From the bench, Judge Weinstein stared at Kerry. “Are you trying to convey, Mr. Kilcannon, that the question is overbroad?”

Kerry flushed. “Yes.”

“Because I sustain objections, not speeches.” He turned to Levin. “Sustained.”

Smoothly, Levin said to Bridget, “You don’t remember that night, do you? The night you blame your husband for.”

In confusion, Bridget looked from Weinstein to Kerry. “I remember it,” she said with belated stubbornness.

“Do you remember when you talked to the police?”

“Yes.”

“But you didn’t tell them about urinating, did you?”

“I was
scared
—”

“Or about your husband shouting at you.”

Bridget touched her forehead. “I don’t remember …, ” she began, then heard herself. “I was afraid.”

“In fact,” Levin cut in, “all you told the police was that your husband hit you.”

Bridget shook her head. “I was scared,” she insisted.

“You were drunk, weren’t you?”

Bridget shook her head. “Not then.”

Levin glanced at Kerry. “But you didn’t ‘remember’ any of those details until you met with Mr. Kilcannon, correct?”

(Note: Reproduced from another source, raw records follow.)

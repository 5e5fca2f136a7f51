use std::path::PathBuf;

use clap::{ArgAction, Args, Parser, Subcommand};
use tracing_subscriber::EnvFilter;

pub mod maintain;
pub mod publish;
pub mod rewrite;

#[derive(Debug, Parser)]
#[command(name = "lavender", version, about, long_about = None)]
struct Cli {
    /// Increase verbosity (-v, -vv, -vvv). Use -q to quiet.
    #[arg(short, long, action = ArgAction::Count, global = true)]
    verbose: u8,

    /// Decrease output. Overrides -v.
    #[arg(short = 'q', long, action = ArgAction::SetTrue, global = true)]
    quiet: bool,

    #[command(subcommand)]
    command: Commands,
}

/// Where and how a module is published.
#[derive(Debug, Args)]
pub struct ModuleArgs {
    #[arg(value_name = "NAME", short, long, required = true, help = "Module name, also the index file name")]
    pub module: String,

    #[arg(
        value_name = "DOCROOT",
        short,
        long = "target",
        required = true,
        help = "Target docroot; repeat for every host of the cluster"
    )]
    pub targets: Vec<PathBuf>,

    #[arg(
        value_name = "INDEX_DIR",
        long,
        help = "Index directory relative to each docroot [default: .lavender]"
    )]
    pub index_dir: Option<PathBuf>,

    #[arg(long, help = "Publish under the resource path instead of content-addressed names")]
    pub literal: bool,

    #[arg(value_name = "PREFIX", long, default_value = "/", help = "Path the resources are served under")]
    pub resource_prefix: String,

    #[arg(value_name = "PREFIX", long, default_value = "", help = "Directory below the docroot to publish into")]
    pub target_prefix: String,

    #[arg(value_name = "GLOB", long = "include", help = "Only publish matching resources")]
    pub includes: Vec<String>,

    #[arg(value_name = "GLOB", long = "exclude", help = "Skip matching resources")]
    pub excludes: Vec<String>,

    #[arg(long, help = "Hash every resource instead of consulting the md5 cache")]
    pub no_cache: bool,
}

#[derive(Debug, Args)]
pub struct DocrootArgs {
    #[arg(value_name = "DOCROOT", short, long = "docroot", required = true, help = "Docroot; repeat for every host")]
    pub docroots: Vec<PathBuf>,

    #[arg(
        value_name = "INDEX_DIR",
        long,
        help = "Index directory relative to each docroot [default: .lavender]"
    )]
    pub index_dir: Option<PathBuf>,
}

#[derive(Debug, Subcommand)]
enum Commands {
    /// Publish a directory tree
    File {
        #[arg(value_name = "DIR", short, long, required = true, help = "Source directory")]
        source: PathBuf,
        #[command(flatten)]
        module: ModuleArgs,
    },
    /// Publish the entries of a zip or jar archive
    Jar {
        #[arg(value_name = "ARCHIVE", short, long, required = true, help = "Source archive")]
        archive: PathBuf,
        #[arg(
            value_name = "PREFIX",
            long,
            default_value = "",
            help = "Only entries below this prefix, e.g. META-INF/resources/"
        )]
        prefix: String,
        #[command(flatten)]
        module: ModuleArgs,
    },
    /// Show how a single file of a source directory would be published
    Probe {
        #[arg(value_name = "DIR", short, long, required = true, help = "Source directory")]
        source: PathBuf,
        #[arg(value_name = "PATH", short, long, required = true, help = "Resource path below the source")]
        path: String,
        #[command(flatten)]
        module: ModuleArgs,
    },
    /// Delete files no module index references
    Gc {
        #[command(flatten)]
        docroots: DocrootArgs,
        #[arg(long, help = "Only report what would be deleted")]
        dry_run: bool,
    },
    /// Check docroots against their indexes
    Validate {
        #[command(flatten)]
        docroots: DocrootArgs,
        #[arg(long, help = "Verify the md5 of every referenced file")]
        md5: bool,
        #[arg(long, help = "Rewrite broken all-indexes from the module indexes")]
        fix: bool,
    },
    /// Rewrite an HTML or CSS document as the rewrite service would
    Rewrite {
        #[arg(value_name = "URL", short, long, required = true, help = "URL the document is served from")]
        base: String,
        #[arg(value_name = "FILE", long, help = "Index file [default: LAVENDER_INDEX_FILE]")]
        index: Option<PathBuf>,
        #[arg(value_name = "FILE", long, help = "Node list [default: LAVENDER_NODES_FILE]")]
        nodes: Option<PathBuf>,
        #[arg(value_name = "PATH", long, help = "Context path [default: LAVENDER_CONTEXT_PATH]")]
        context_path: Option<String>,
        #[arg(long, help = "Treat the input as CSS instead of HTML")]
        css: bool,
        #[arg(value_name = "INPUT", help = "Input file, standard input if omitted")]
        input: Option<PathBuf>,
    },
}

fn setup_tracing(verbose: u8, quiet: bool) {
    let level = if quiet {
        "error".to_string()
    } else {
        match verbose {
            0 => lavender_config::CONFIG.log_filter(),
            1 => "debug".to_string(),
            _ => "trace".to_string(),
        }
    };
    let filter = EnvFilter::try_from_default_env().unwrap_or_else(|_| EnvFilter::new(level));
    tracing_subscriber::fmt()
        .with_env_filter(filter)
        .with_writer(std::io::stderr)
        .init();
}

fn main() -> anyhow::Result<()> {
    let cli = Cli::parse();
    setup_tracing(cli.verbose, cli.quiet);

    match cli.command {
        Commands::File { source, module } => publish::publish_files(source, module),
        Commands::Jar {
            archive,
            prefix,
            module,
        } => publish::publish_jar(archive, prefix, module),
        Commands::Probe {
            source,
            path,
            module,
        } => publish::probe(source, path, module),
        Commands::Gc { docroots, dry_run } => maintain::gc(docroots, dry_run),
        Commands::Validate {
            docroots,
            md5,
            fix,
        } => maintain::validate(docroots, md5, fix),
        Commands::Rewrite {
            base,
            index,
            nodes,
            context_path,
            css,
            input,
        } => rewrite::rewrite(base, index, nodes, context_path, css, input),
    }
}

#[cfg(test)]
mod tests {
    use super::*;

    #[test]
    fn publish_arguments() {
        let cli = Cli::try_parse_from([
            "lavender", "file", "-s", "static", "-m", "web", "-t", "/srv/a", "-t", "/srv/b",
            "--include", "**/*.png", "--literal", "-vv",
        ])
        .unwrap();
        assert_eq!(cli.verbose, 2);
        let Commands::File { source, module } = cli.command else {
            panic!("expected the file command");
        };
        assert_eq!(source, PathBuf::from("static"));
        assert_eq!(module.module, "web");
        assert_eq!(module.targets.len(), 2);
        assert_eq!(module.includes, ["**/*.png"]);
        assert!(module.literal);
        assert_eq!(module.resource_prefix, "/");
    }

    #[test]
    fn docroot_commands_need_a_docroot() {
        assert!(Cli::try_parse_from(["lavender", "gc", "--dry-run"]).is_err());
        let cli = Cli::try_parse_from(["lavender", "validate", "-d", "/srv/a", "--md5"]).unwrap();
        assert!(matches!(cli.command, Commands::Validate { md5: true, fix: false, .. }));
    }
}
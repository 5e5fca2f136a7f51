use std::collections::BTreeMap;

use lavender_common::Md5;

use crate::error::{RewriteError, RewriteResult};

/// Maps md5 keys onto a fixed set of named nodes.
///
/// Every node occupies `replicas` positions on a ring of `i32` values; a key
/// belongs to the node at the first position greater or equal to it, wrapping
/// around to the smallest position. With a few hundred replicas per node,
/// adding or removing one node remaps close to `1/N` of all keys.
#[derive(Debug, Clone)]
pub struct ConsistentHash {
    replicas: usize,
    ring: BTreeMap<i32, String>,
}

impl ConsistentHash {
    pub fn new<I, S>(replicas: usize, nodes: I) -> Self
    where
        I: IntoIterator<Item = S>,
        S: AsRef<str>,
    {
        let mut hash = Self {
            replicas,
            ring: BTreeMap::new(),
        };
        for node in nodes {
            hash.add_node(node.as_ref());
        }
        hash
    }

    fn position(node: &str, replica: usize) -> i32 {
        Md5::digest(format!("{node}-{replica}").as_bytes()).ring_key()
    }

    /// Positions colliding with an existing one take it over.
    pub fn add_node(&mut self, node: &str) {
        for replica in 0..self.replicas {
            self.ring.insert(Self::position(node, replica), node.to_string());
        }
    }

    pub fn remove_node(&mut self, node: &str) {
        for replica in 0..self.replicas {
            let position = Self::position(node, replica);
            if self.ring.get(&position).is_some_and(|owner| owner == node) {
                self.ring.remove(&position);
            }
        }
    }

    pub fn node_for_hash(&self, md5: &Md5) -> RewriteResult<&str> {
        let key = md5.ring_key();
        self.ring
            .range(key..)
            .next()
            .or_else(|| self.ring.iter().next())
            .map(|(_, node)| node.as_str())
            .ok_or(RewriteError::EmptyRing)
    }

    pub fn replicas(&self) -> usize {
        self.replicas
    }

    /// Number of occupied ring positions.
    pub fn len(&self) -> usize {
        self.ring.len()
    }

    pub fn is_empty(&self) -> bool {
        self.ring.is_empty()
    }
}
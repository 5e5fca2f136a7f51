use std::sync::Arc;

use axum::{extract::State, http::StatusCode, Json};

use crate::state::{AppState, EngineInfo};

/// Re-reads the index and node list, e.g. after a publish.
#[tracing::instrument(level = "info", skip(state))]
#[utoipa::path(
    tag = "admin",
    post,
    path = "/api/admin/reload",
    responses(
        (status = 200, description = "The engine was rebuilt", body = EngineInfo),
        (status = 500, description = "The index or node list could not be loaded; the previous engine stays active"),
    )
)]
pub(crate) async fn reload_engine(
    State(state): State<Arc<AppState>>,
) -> Result<Json<EngineInfo>, (StatusCode, Json<String>)> {
    let reloaded = {
        let state = state.clone();
        tokio::task::spawn_blocking(move || state.reload().map(|_| ()))
            .await
            .map_err(|err| (StatusCode::INTERNAL_SERVER_ERROR, Json(err.to_string())))?
    };
    reloaded.map_err(|err| {
        tracing::error!("Failed to reload rewrite engine: {}", err);
        (StatusCode::INTERNAL_SERVER_ERROR, Json(err.to_string()))
    })?;
    Ok(Json(state.info()))
}
//! Serve-time half of lavender.
//!
//! A [`RewriteEngine`] combines the published [`lavender_index::Index`] with a
//! [`ConsistentHash`] ring over the configured CDN nodes. The streaming
//! [`HtmlProcessor`] and [`CssProcessor`] scan response bodies character by
//! character and hand every rewritable reference to a [`Rewriter`], forwarding
//! everything else untouched.
//!
//! The engine is immutable once built and meant to be shared behind an `Arc`;
//! processors are cheap, per response, and never shared between threads.

pub mod consistent_hash;
pub mod css;
pub mod engine;
pub mod error;
pub mod html;
pub mod processor;

pub use consistent_hash::ConsistentHash;
pub use css::{rewrite_css, CssProcessor};
pub use engine::{BoundRewriter, Nodes, RewriteEngine};
pub use error::{RewriteError, RewriteResult};
pub use html::{rewrite_html, HtmlProcessor};
pub use processor::{Processor, ProcessorWriter, Rewriter};
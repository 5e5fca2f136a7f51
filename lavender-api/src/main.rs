use std::{net::IpAddr, str::FromStr, sync::Arc, time::Duration};

use admin::setup_admin_router;
use axum::{
    body::Bytes,
    extract::MatchedPath,
    http::{HeaderMap, Request},
    response::{Redirect, Response},
    routing::get,
    Router,
};
use client::setup_client_router;
use state::AppState;
use tower_http::{classify::ServerErrorsFailureClass, trace::TraceLayer};
use tracing::{info_span, Span};
use tracing_subscriber::{layer::SubscriberExt, util::SubscriberInitExt};
use utoipa_scalar::{Scalar, Servable};
use utoipa_swagger_ui::SwaggerUi;

mod admin;
mod client;
mod state;

#[cfg(not(target_env = "msvc"))]
use tikv_jemallocator::Jemalloc;

#[cfg(not(target_env = "msvc"))]
#[global_allocator]
static GLOBAL: Jemalloc = Jemalloc;

pub(crate) const LAVENDER_VERSION: &str = env!("CARGO_PKG_VERSION");

fn set_api_docs_info(mut openapi: utoipa::openapi::OpenApi) -> utoipa::openapi::OpenApi {
    openapi.info.title = "Lavender API".to_string();
    openapi.info.version = LAVENDER_VERSION.to_string();
    openapi.info.description =
        Some("Rewrites HTML and CSS references to published resources into CDN URLs".to_string());

    openapi
}

#[tokio::main(worker_threads = 8)]
async fn main() -> anyhow::Result<()> {
    setup_tracing();

    let config = &*lavender_config::CONFIG;
    let state = Arc::new(
        AppState::load(config)
            .map_err(|e| anyhow::anyhow!("Failed to load rewrite engine: {}", e))?,
    );

    let (client_router, mut api_docs_client) = setup_client_router();
    let (admin_router, api_docs_admin) = setup_admin_router();
    //Merge the two openapi docs
    api_docs_client.merge(api_docs_admin);
    api_docs_client = set_api_docs_info(api_docs_client);

    let router = client_router
        .merge(admin_router)
        .merge(Scalar::with_url("/scalar/", api_docs_client.clone()))
        .route("/scalar", get(|| async { Redirect::to("/scalar/") }))
        .merge(SwaggerUi::new("/swagger").url("/api/openapi.json", api_docs_client.clone()));
    let router = trace_requests(router).with_state(state);

    let addr = std::net::SocketAddr::new(
        IpAddr::from_str(&config.host)
            .map_err(|e| anyhow::anyhow!("Failed to parse IP address from config: {}", e))?,
        config.port,
    );

    let listener = tokio::net::TcpListener::bind(addr)
        .await
        .map_err(|e| anyhow::anyhow!("Failed to bind to address {}: {}", addr, e))?;

    tracing::info!("listening on {}", listener.local_addr()?);

    axum::serve(listener, router)
        .await
        .map_err(|e| anyhow::anyhow!("Server failed: {}", e))?;

    Ok(())
}

fn setup_tracing() {
    tracing_subscriber::registry()
        .with(
            tracing_subscriber::EnvFilter::try_from_default_env().unwrap_or_else(|_| {
                // axum logs rejections from built-in extractors with the `axum::rejection`
                // target, at `TRACE` level. `axum::rejection=trace` enables showing those events
                format!(
                    "{},tower_http=debug,axum::rejection=trace",
                    lavender_config::CONFIG.log_filter()
                )
                .into()
            }),
        )
        .with(tracing_subscriber::fmt::layer())
        .init();
}

fn trace_requests<T>(router: Router<T>) -> Router<T>
where
    T: Send + Sync + Clone + 'static,
{
    router.layer(
        TraceLayer::new_for_http()
            .make_span_with(|request: &Request<_>| {
                // Log the matched route's path (with placeholders not filled in).
                let matched_path = request
                    .extensions()
                    .get::<MatchedPath>()
                    .map(MatchedPath::as_str);

                info_span!(
                    "http_request",
                    method = ?request.method(),
                    matched_path,
                )
            })
            .on_request(|_request: &Request<_>, _span: &Span| {
                tracing::info!("Request Received.");
            })
            .on_response(|_response: &Response, latency: Duration, _span: &Span| {
                tracing::info!("Response Completed. Duration: {:?}", latency);
            })
            .on_body_chunk(|_chunk: &Bytes, _latency: Duration, _span: &Span| {})
            .on_eos(
                |_trailers: Option<&HeaderMap>, _stream_duration: Duration, _span: &Span| {},
            )
            .on_failure(
                |error: ServerErrorsFailureClass, _latency: Duration, _span: &Span| {
                    tracing::error!("Request failed: {}", error)
                },
            ),
    )
}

Bridget stared into some middle distance, unable to look at Kerry, Levin, the jury. “Mr. Kilcannon helped me. For John.”

“John,”
Levin repeated. “When all this supposedly was happening—the drinking, your husband coming home, you urinating down your leg—you don’t remember
where
John was, do you?”

Bridget’s eyes shut. “No.”

“And then, with your teeth broken and your mouth bleeding, about to pass out—
then
you remember seeing John?”

“Yes.”

“But you didn’t tell the police
that
, either.”

Bridget seemed to hug herself. Watching, Kerry wished he could stop this, but to ask for a recess might, for the jury, be worse. Levin’s voice rose. “Is there some reason you won’t look at me, Mrs. Musso?”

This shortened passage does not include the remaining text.